- **Work order**: Write the data out again exactly and in full.
+++ Dataset entries
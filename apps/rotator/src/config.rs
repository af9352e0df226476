//! Rotator configuration loading and types.

use std::collections::BTreeMap;
use std::path::Path;

use serde::Deserialize;
use thiserror::Error;

use keywheel_core::ColumnLayout;
use keywheel_notify::MailConfig;
use keywheel_portal::PortalConfig;
use keywheel_rotation::{EnvironmentGroup, RosterColumns};

/// Configuration errors; all fatal at startup.
#[derive(Debug, Error)]
pub enum ConfigError {
    #[error("failed to read config file {path}: {source}")]
    Read {
        path: String,
        #[source]
        source: std::io::Error,
    },

    #[error("failed to parse config: {0}")]
    Parse(#[from] serde_yaml::Error),

    #[error("invalid config: {0}")]
    Invalid(String),
}

/// Root rotator configuration.
#[derive(Debug, Clone, Deserialize)]
pub struct AppConfig {
    /// Object-store URL of the registry document (`s3://bucket/key`).
    pub document_url: String,
    /// Roster column header names.
    #[serde(default)]
    pub roster: RosterColumns,
    /// Physical layout of the registry sheet's columns.
    #[serde(default)]
    pub layout: ColumnLayout,
    /// Environments to process, keyed by name. Processed in key order.
    pub environments: BTreeMap<String, EnvironmentConfig>,
    /// Summary email settings.
    #[serde(default)]
    pub mail: MailConfig,
}

/// One environment's sheets and portal target.
#[derive(Debug, Clone, Deserialize)]
pub struct EnvironmentConfig {
    /// Roster sheet name in the shared document.
    pub roster_sheet: String,
    /// Registry sheet name in the shared document.
    pub registry_sheet: String,
    /// Portal deployment for this environment.
    pub portal: PortalConfig,
}

impl AppConfig {
    /// Load configuration from a YAML file.
    pub fn from_file<P: AsRef<Path>>(path: P) -> Result<Self, ConfigError> {
        let content =
            std::fs::read_to_string(path.as_ref()).map_err(|source| ConfigError::Read {
                path: path.as_ref().display().to_string(),
                source,
            })?;
        Self::from_yaml(&content)
    }

    /// Parse configuration from a YAML string.
    pub fn from_yaml(content: &str) -> Result<Self, ConfigError> {
        let config: Self = serde_yaml::from_str(content)?;
        if config.environments.is_empty() {
            return Err(ConfigError::Invalid(
                "at least one environment must be configured".to_string(),
            ));
        }
        Ok(config)
    }

    /// Config file path from the environment, or the default location.
    pub fn config_path() -> String {
        std::env::var("KEYWHEEL_CONFIG").unwrap_or_else(|_| "./config/keywheel.yaml".to_string())
    }

    /// Apply environment variable overrides.
    pub fn apply_env_overrides(&mut self) {
        if let Ok(url) = std::env::var("KEYWHEEL_DOCUMENT_URL") {
            self.document_url = url;
        }
    }

    /// The configured environments as engine groups, in name order.
    pub fn groups(&self) -> Vec<EnvironmentGroup> {
        self.environments
            .iter()
            .map(|(name, env)| EnvironmentGroup {
                name: name.clone(),
                roster_sheet: env.roster_sheet.clone(),
                registry_sheet: env.registry_sheet.clone(),
                portal: env.portal.clone(),
            })
            .collect()
    }
}

#[cfg(test)]
mod tests {
    use super::*;
    use keywheel_core::RegistryColumn;

    const MINIMAL: &str = r"
document_url: s3://accounts/rotation/registry.json

environments:
  dev:
    roster_sheet: Accounts-dev
    registry_sheet: Rotation-dev
    portal:
      hostname: portal.dev.example.com
      idm_hostname: idm.dev.example.com
";

    #[test]
    fn minimal_config_parses_with_defaults() {
        let config = AppConfig::from_yaml(MINIMAL).unwrap();
        assert_eq!(config.document_url, "s3://accounts/rotation/registry.json");
        assert_eq!(config.roster.username_header, "Username");
        assert_eq!(config.layout, ColumnLayout::standard());
        assert!(!config.mail.enabled);

        let groups = config.groups();
        assert_eq!(groups.len(), 1);
        assert_eq!(groups[0].name, "dev");
        assert_eq!(groups[0].portal.scheme, "https");
    }

    #[test]
    fn environments_are_ordered_by_name() {
        let yaml = r"
document_url: s3://b/k
environments:
  prod:
    roster_sheet: A
    registry_sheet: R
    portal: {hostname: p, idm_hostname: i}
  dev:
    roster_sheet: A
    registry_sheet: R
    portal: {hostname: p, idm_hostname: i}
";
        let config = AppConfig::from_yaml(yaml).unwrap();
        let names: Vec<String> = config.groups().into_iter().map(|g| g.name).collect();
        assert_eq!(names, vec!["dev", "prod"]);
    }

    #[test]
    fn custom_layout_is_validated() {
        let yaml = r"
document_url: s3://b/k
layout: {user: 3, credential: 2, previous: 1, timestamp: 0}
environments:
  dev:
    roster_sheet: A
    registry_sheet: R
    portal: {hostname: p, idm_hostname: i}
";
        let config = AppConfig::from_yaml(yaml).unwrap();
        assert_eq!(config.layout.index(RegistryColumn::User), 3);

        let bad = yaml.replace("user: 3", "user: 2");
        assert!(AppConfig::from_yaml(&bad).is_err());
    }

    #[test]
    fn empty_environments_rejected() {
        let yaml = "document_url: s3://b/k\nenvironments: {}\n";
        let err = AppConfig::from_yaml(yaml).unwrap_err();
        assert!(matches!(err, ConfigError::Invalid(_)));
    }

    #[test]
    fn mail_block_round_trips() {
        let yaml = r"
document_url: s3://b/k
environments:
  dev:
    roster_sheet: A
    registry_sheet: R
    portal: {hostname: p, idm_hostname: i}
mail:
  enabled: true
  smtp_host: relay.internal
  sender_name: Rotation Bot
  from_address: rotation@example.com
  recipients: [ops@example.com]
";
        let config = AppConfig::from_yaml(yaml).unwrap();
        assert!(config.mail.enabled);
        assert_eq!(config.mail.smtp_port, 25);
        assert_eq!(config.mail.recipients, vec!["ops@example.com"]);
    }
}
++++++
- **Your solution**:
filename apps/rotator/src/config.rs
repository af9352e0df226476
//! Rotator configuration loading and types.

use std::collections::BTreeMap;
use std::path::Path;

use serde::Deserialize;
use thiserror::Error;

use keywheel_core::ColumnLayout;
use keywheel_notify::MailConfig;
use keywheel_portal::PortalConfig;
use keywheel_rotation::{EnvironmentGroup, RosterColumns};

/// Configuration errors; all fatal at startup.
#[derive(Debug, Error)]
pub enum ConfigError {
    #[error("failed to read config file {path}: {source}")]
    Read {
        path: String,
        #[source]
        source: std::io::Error,
    },

    #[error("failed to parse config: {0}")]
    Parse(#[from] serde_yaml::Error),

    #[error("invalid config: {0}")]
    Invalid(String),
}

/// Root rotator configuration.
#[derive(Debug, Clone, Deserialize)]
pub struct AppConfig {
    /// Object-store URL of the registry document (`s3://bucket/key`).
    pub document_url: String,
    /// Roster column header names.
    #[serde(default)]
    pub roster: RosterColumns,
    /// Physical layout of the registry sheet's columns.
    #[serde(default)]
    pub layout: ColumnLayout,
    /// Environments to process, keyed by name. Processed in key order.
    pub environments: BTreeMap<String, EnvironmentConfig>,
    /// Summary email settings.
    #[serde(default)]
    pub mail: MailConfig,
}

/// One environment's sheets and portal target.
#[derive(Debug, Clone, Deserialize)]
pub struct EnvironmentConfig {
    /// Roster sheet name in the shared document.
    pub roster_sheet: String,
    /// Registry sheet name in the shared document.
    pub registry_sheet: String,
    /// Portal deployment for this environment.
    pub portal: PortalConfig,
}

impl AppConfig {
    /// Load configuration from a YAML file.
    pub fn from_file<P: AsRef<Path>>(path: P) -> Result<Self, ConfigError> {
        let content =
            std::fs::read_to_string(path.as_ref()).map_err(|source| ConfigError::Read {
                path: path.as_ref().display().to_string(),
                source,
            })?;
        Self::from_yaml(&content)
    }

    /// Parse configuration from a YAML string.
    pub fn from_yaml(content: &str) -> Result<Self, ConfigError> {
        let config: Self = serde_yaml::from_str(content)?;
        if config.environments.is_empty() {
            return Err(ConfigError::Invalid(
                "at least one environment must be configured".to_string(),
            ));
        }
        Ok(config)
    }

    /// Config file path from the environment, or the default location.
    pub fn config_path() -> String {
        std::env::var("KEYWHEEL_CONFIG").unwrap_or_else(|_| "./config/keywheel.yaml".to_string())
    }

    /// Apply environment variable overrides.
    pub fn apply_env_overrides(&mut self) {
        if let Ok(url) = std::env::var("KEYWHEEL_DOCUMENT_URL") {
            self.document_url = url;
        }
    }

    /// The configured environments as engine groups, in name order.
    pub fn groups(&self) -> Vec<EnvironmentGroup> {
        self.environments
            .iter()
            .map(|(name, env)| EnvironmentGroup {
                name: name.clone(),
                roster_sheet: env.roster_sheet.clone(),
                registry_sheet: env.registry_sheet.clone(),
                portal: env.portal.clone(),
            })
            .collect()
    }
}

#[cfg(test)]
mod tests {
    use super::*;
    use keywheel_core::RegistryColumn;

    const MINIMAL: &str = r"
document_url: s3://accounts/rotation/registry.json

environments:
  dev:
    roster_sheet: Accounts-dev
    registry_sheet: Rotation-dev
    portal:
      hostname: portal.dev.example.com
      idm_hostname: idm.dev.example.com
";

    #[test]
    fn minimal_config_parses_with_defaults() {
        let config = AppConfig::from_yaml(MINIMAL).unwrap();
        assert_eq!(config.document_url, "s3://accounts/rotation/registry.json");
        assert_eq!(config.roster.username_header, "Username");
        assert_eq!(config.layout, ColumnLayout::standard());
        assert!(!config.mail.enabled);

        let groups = config.groups();
        assert_eq!(groups.len(), 1);
        assert_eq!(groups[0].name, "dev");
        assert_eq!(groups[0].portal.scheme, "https");
    }

    #[test]
    fn environments_are_ordered_by_name() {
        let yaml = r"
document_url: s3://b/k
environments:
  prod:
    roster_sheet: A
    registry_sheet: R
    portal: {hostname: p, idm_hostname: i}
  dev:
    roster_sheet: A
    registry_sheet: R
    portal: {hostname: p, idm_hostname: i}
";
        let config = AppConfig::from_yaml(yaml).unwrap();
        let names: Vec<String> = config.groups().into_iter().map(|g| g.name).collect();
        assert_eq!(names, vec!["dev", "prod"]);
    }

    #[test]
    fn custom_layout_is_validated() {
        let yaml = r"
document_url: s3://b/k
layout: {user: 3, credential: 2, previous: 1, timestamp: 0}
environments:
  dev:
    roster_sheet: A
    registry_sheet: R
    portal: {hostname: p, idm_hostname: i}
";
        let config = AppConfig::from_yaml(yaml).unwrap();
        assert_eq!(config.layout.index(RegistryColumn::User), 3);

        let bad = yaml.replace("user: 3", "user: 2");
        assert!(AppConfig::from_yaml(&bad).is_err());
    }

    #[test]
    fn empty_environments_rejected() {
        let yaml = "document_url: s3://b/k\nenvironments: {}\n";
        let err = AppConfig::from_yaml(yaml).unwrap_err();
        assert!(matches!(err, ConfigError::Invalid(_)));
    }

    #[test]
    fn mail_block_round_trips() {
        let yaml = r"
document_url: s3://b/k
environments:
  dev:
    roster_sheet: A
    registry_sheet: R
    portal: {hostname: p, idm_hostname: i}
mail:
  enabled: true
  smtp_host: relay.internal
  sender_name: Rotation Bot
  from_address: rotation@example.com
  recipients: [ops@example.com]
";
        let config = AppConfig::from_yaml(yaml).unwrap();
        assert!(config.mail.enabled);
        assert_eq!(config.mail.smtp_port, 25);
        assert_eq!(config.mail.recipients, vec!["ops@example.com"]);
    }
}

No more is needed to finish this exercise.